Streitpunkt Europäischer Gerichtshof
Unter anderem verlangt Frost, die Rolle des Europäischen Gerichtshofs (EuGH) als Instanz für die Überwachung der Regeln des Protokolls müsse enden - ein Punkt, der nach Ansicht von Experten aus Brüsseler Sicht nicht verhandelbar ist. Die Forderung sei praktisch nicht zu erfüllen, sagte Holger Hestermeyer, Professor für Internationales Recht und Europarecht am King's College London, im Gespräch mit der Deutschen Presse-Agentur. Die EU habe bei der Rolle des EuGH "rechtlich kaum Verhandlungsspielraum", was beiden Seiten bekannt sei. Im schlimmsten Fall könne der Streit zu einer Aufkündigung des Freihandelsabkommens führen, warnte Hestermeyer.
Auch die irische Regierung unterstrich bereits die Bedeutung des EuGH für die Auslegung europäischen Rechts: "Ich verstehe nicht, wie ein britisches Gericht oder ein anderes Gericht das machen könnte, sagte Vize-Regierungschef Leo Varadkar.
Frost drohte auch erneut damit, das Protokoll durch den sogenannten Artikel-16-Notfallmechanismus teilweise außer Kraft zu setzen. Im Streit über mutmaßlich zurückgehaltenene AstraZeneca-Impfstofflieferungen im Frühjahr hatte ihrerseits die EU gedroht, das Protokoll unter Berufung auf diesen Artikel vorübergehend auszusetzen.
Ringen um Grenzen und um Frieden
Mit dem Nordirland-Protokoll gelang während der Austrittsverhandlungen der Durchbruch im Streit um die frühere Bürgerkriegsregion. Das Abkommen sieht vor, dass der britische Landesteil weiterhin den Regeln des EU-Binnenmarkts und der Zollunion folgt. Damit sollen eine harte Grenze zwischen Nordirland und dem EU-Mitglied Republik Irland - und ein neuerlicher Ausbruch des Konflikts um den Status Nordirlands - verhindert werden. Notwendig werden dadurch aber Kontrollen zwischen der britischen Insel und Nordirland. London will sich nämlich nicht mehr an EU-Standards binden. Waren, die von England, Schottland und Wales nach Nordirland gelangen, müssen nun angemeldet und teilweise kontrolliert werden.

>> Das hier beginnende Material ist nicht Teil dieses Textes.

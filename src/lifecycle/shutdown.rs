//! Shutdown coordination for the server.

use tokio::sync::broadcast;

/// Coordinator for graceful shutdown.
///
/// Provides a broadcast channel that running servers subscribe to.
#[derive(Debug)]
pub struct Shutdown {
    tx: broadcast::Sender<()>,
}

impl Shutdown {
    /// Create a new shutdown coordinator.
    pub fn new() -> Self {
        let (tx, _) = broadcast::channel(1);
        Self { tx }
    }

    /// Subscribe to the shutdown signal.
    pub fn subscribe(&self) -> broadcast::Receiver<()> {
        self.tx.subscribe()
    }

    /// Trigger the shutdown signal.
    pub fn trigger(&self) {
        let _ = self.tx.send(());
    }

    /// Number of subscribers still listening.
    pub fn receiver_count(&self) -> usize {
        self.tx.receiver_count()
    }
}

impl Default for Shutdown {
    fn default() -> Self {
        Self::new()
    }
}
//! Resilience subsystem.
//!
//! # Data Flow
//! ```text
//! Request reaches a timeout boundary:
//!     → policy.rs (how long, and what to answer on expiry)
//!     → timeouts.rs (race the work against the deadline, drop the loser)
//! ```
//!
//! # Design Decisions
//! - Policies are immutable once built and shared by every request
//! - Expiry cancels the work; nothing keeps running after the response is sent
//! - The deadline wins a tie with completion

pub mod policy;
pub mod timeouts;

pub use policy::{PolicyError, TimeoutPolicy, TimeoutPolicyBuilder, TimeoutResponder};
pub use timeouts::{execute, race, Outcome, Scope};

Premierminister Boris Johnson hat das so genannte Nordirland-Protokoll als Teil seines Brexit-Abkommens im Jahr 2020 unterzeichnet, aber seitdem argumentiert, dass es in Eile vereinbart wurde und nicht mehr für die Menschen in Nordirland funktioniert.

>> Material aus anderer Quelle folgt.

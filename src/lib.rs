//! Request timeout middleware for Axum services.
//!
//! Two ways to bound how long a request may take:
//! - [`RequestTimeoutLayer`] applies one policy to every request that passes through it
//!   ([`timeout_middleware`] does the same through `axum::middleware::from_fn_with_state`).
//! - [`with_timeout`] gives a single handler its own policy, replacing the global one.
//!
//! On expiry the in-flight work is dropped and the client receives the policy's
//! timeout response (504 with a JSON body unless configured otherwise).

pub mod config;
pub mod http;
pub mod lifecycle;
pub mod observability;
pub mod resilience;

pub use config::AppConfig;
pub use http::middleware::{
    timeout_middleware, with_timeout, RequestTimeout, RequestTimeoutLayer, TimedHandler,
};
pub use http::{HttpServer, RequestContext};
pub use lifecycle::Shutdown;
pub use resilience::{execute, Outcome, PolicyError, TimeoutPolicy, TimeoutPolicyBuilder};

Die EU hat wiederholt erklärt, sie werde das Protokoll nicht neu verhandeln, und hat Großbritannien dafür kritisiert, dass es ein Abkommen, das beide Seiten in gutem Glauben unterzeichnet haben, nicht einhält. Es wird erwartet, dass die EU ihr Paket als Antwort auf eine Reihe von Vorschlägen vorlegt, die Großbritannien im Juli unterbreitet hat und in denen Londons Wunsch nach einer Überarbeitung von Teilen des Protokolls, das den Handel und die Rolle des Europäischen Gerichtshofs (EuGH) regelt, zum Ausdruck kommt.